Baca berita dengan sedikit iklan, klik di sini

Politik

Perundingan di Tanah Sendiri

18 Juli 2005 | 00.00 WIB

Image of Tempo
Perbesar

Baca berita dengan sedikit iklan, klik di sini

SEUSAI gladi resik pernikahan putranya, Agus Harimurti, di Istana Bogor, dua pekan lalu, Presiden Susilo Bambang Yudhoyono bergegas mendatangi kediaman Jusuf Kalla di Jalan Diponegoro, Jakarta Pusat. Keduanya bukan hendak membahas pesta perkawinan Agus, melainkan persiapan perundingan babak akhir antara Indonesia dan Gerakan Aceh Merdeka (GAM), di Helsinki, Finlandia.

Dalam pertemuan itu Kalla juga mengundang sejumlah wakil partai politik. Turut hadir Agung Laksono dan Fahmi Idris (Golkar); Hadi Utomo, Taufik Effendi, dan Jero Wacik (Partai Demokrat); Soetrisno Bachir, Hatta Rajasa, dan Abdillah Thoha (Partai Amanat Nasional). Dari Partai Bulan Bintang, datang M.S. Kaban dan Yusril Ihza Mahendra. Juga hadir Anton Apriyantono, Yusuf Asyatrim, dan Adhiyaksa Dault (Partai Keadilan Sejahtera); Muhaimin Iskandar dan Alwi Shihab (Partai Kebangkitan Bangsa); Zaenuddin M.Z. dan Bursah Zainubi (Partai Bintang Reformasi); serta Udju S. Dinata (Partai Keadilan dan Persatuan Indonesia). Tak ada wakil dari PDIP yang datang. Menurut Kalla, yang diundang memang hanya partai-partai yang memiliki wakil di pemerintah.

Selain bicara soal penghematan bahan bakar minyak (BBM), rembukan itu juga membahas soal dukungan partai terhadap perundingan Helsinki. Utamanya, pada poin partisipasi politik bekas anggota GAM.

Pagi-pagi, pemerintah memang menyatakan akan menolak tuntutan GAM untuk membentuk partai lokal di Nanggroe Aceh Darussalam. Tuntutan itu diajukan GAM sebagai syarat mereka untuk tetap menjadi bagian RI. Tetapi, seperti pernah ditegaskan Menteri Sekretaris Negara Yusril Ihza Mahendra, pemerintah tak akan mengabulkan tuntutan itu. "Dan untuk mengatasi kebuntuan, bentuk partisipasi politik mereka harus dijamin," ucap Yusril.

Pemerintah menawarkan gagasan agar eks GAM bisa mencalonkan diri menjadi kepala daerah lewat partai-partai yang ada.

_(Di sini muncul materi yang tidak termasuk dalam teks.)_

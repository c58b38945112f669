use anyhow::{Context, Result, anyhow};
use serde::Deserialize;
use serde_json::Value;

use super::tree::NodeKind;

/// One row of an infrastructure capacity snapshot, before validation.
#[derive(Clone, Debug, Deserialize)]
pub struct RawRecord {
    pub id: String,
    pub kind: NodeKind,
    #[serde(default, rename = "parentId")]
    pub parent_id: Option<String>,
    pub name: String,
    #[serde(default)]
    pub weight: u64,
}

/// Accepts either a bare JSON array of records or an object wrapping the
/// array under a `records` key, since both shapes occur in exported
/// inventories.
pub(super) fn parse_snapshot(raw: &str) -> Result<Vec<RawRecord>> {
    let parsed: Value = serde_json::from_str(raw).context("invalid JSON in capacity snapshot")?;

    let records_value = match &parsed {
        Value::Array(_) => &parsed,
        Value::Object(object) => object
            .get("records")
            .ok_or_else(|| anyhow!("snapshot object is missing a \"records\" array"))?,
        _ => return Err(anyhow!("unexpected JSON type in capacity snapshot")),
    };

    let records = Vec::<RawRecord>::deserialize(records_value)
        .context("invalid record entry in capacity snapshot")?;

    if records.is_empty() {
        Err(anyhow!("capacity snapshot contains no records"))
    } else {
        Ok(records)
    }
}

#[cfg(test)]
mod tests {
    use super::*;

    #[test]
    fn parses_bare_array_shape() {
        let raw = r#"[
            {"id": "c1", "kind": "cluster", "parentId": null, "name": "east", "weight": 0},
            {"id": "h1", "kind": "host", "parentId": "c1", "name": "esx-01", "weight": 512}
        ]"#;

        let records = parse_snapshot(raw).expect("bare array parses");
        assert_eq!(records.len(), 2);
        assert_eq!(records[0].kind, NodeKind::Cluster);
        assert_eq!(records[1].parent_id.as_deref(), Some("c1"));
        assert_eq!(records[1].weight, 512);
    }

    #[test]
    fn parses_wrapped_object_shape() {
        let raw = r#"{"records": [
            {"id": "vm1", "kind": "vm", "parentId": "h1", "name": "web-01", "weight": 64}
        ]}"#;

        let records = parse_snapshot(raw).expect("wrapped object parses");
        assert_eq!(records.len(), 1);
        assert_eq!(records[0].kind, NodeKind::Vm);
    }

    #[test]
    fn missing_weight_defaults_to_zero() {
        let raw = r#"[{"id": "c1", "kind": "cluster", "name": "east"}]"#;
        let records = parse_snapshot(raw).expect("weightless record parses");
        assert_eq!(records[0].weight, 0);
        assert_eq!(records[0].parent_id, None);
    }

    #[test]
    fn rejects_empty_and_malformed_snapshots() {
        assert!(parse_snapshot("[]").is_err());
        assert!(parse_snapshot("42").is_err());
        assert!(parse_snapshot("{\"nodes\": []}").is_err());
        assert!(parse_snapshot("not json").is_err());
    }

    #[test]
    fn rejects_unknown_kind() {
        let raw = r#"[{"id": "x", "kind": "rack", "name": "r1", "weight": 1}]"#;
        assert!(parse_snapshot(raw).is_err());
    }
}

Untuk melempengkan gagasan inilah Yudhoyono dan Kalla perlu melobi partai politik agar bersedia mengakomodasi bekas anggota GAM. Jadi, selagi Hamid Awaludin dan kawan-kawan berembuk di Helsinki, Presiden dan Wakil Presiden terus menggalang dukungan dari pimpinan partai politik lewat aneka pertemuan.

Apa respons partai-partai? Sebagai Ketua Umum Partai Bulan Bintang, Yusril menyatakan kesediaannya memenuhi permintaan Yudhoyono dan Kalla itu. "Kalau mereka ingin ikut dalam pilkada, mereka bisa masuk ke partai saya," ujar Yusril. Namun, katanya, ia tak ingin sembarangan merekrut. Hanya tokoh GAM yang dinilai pantas yang akan ditampung aspirasi politiknya.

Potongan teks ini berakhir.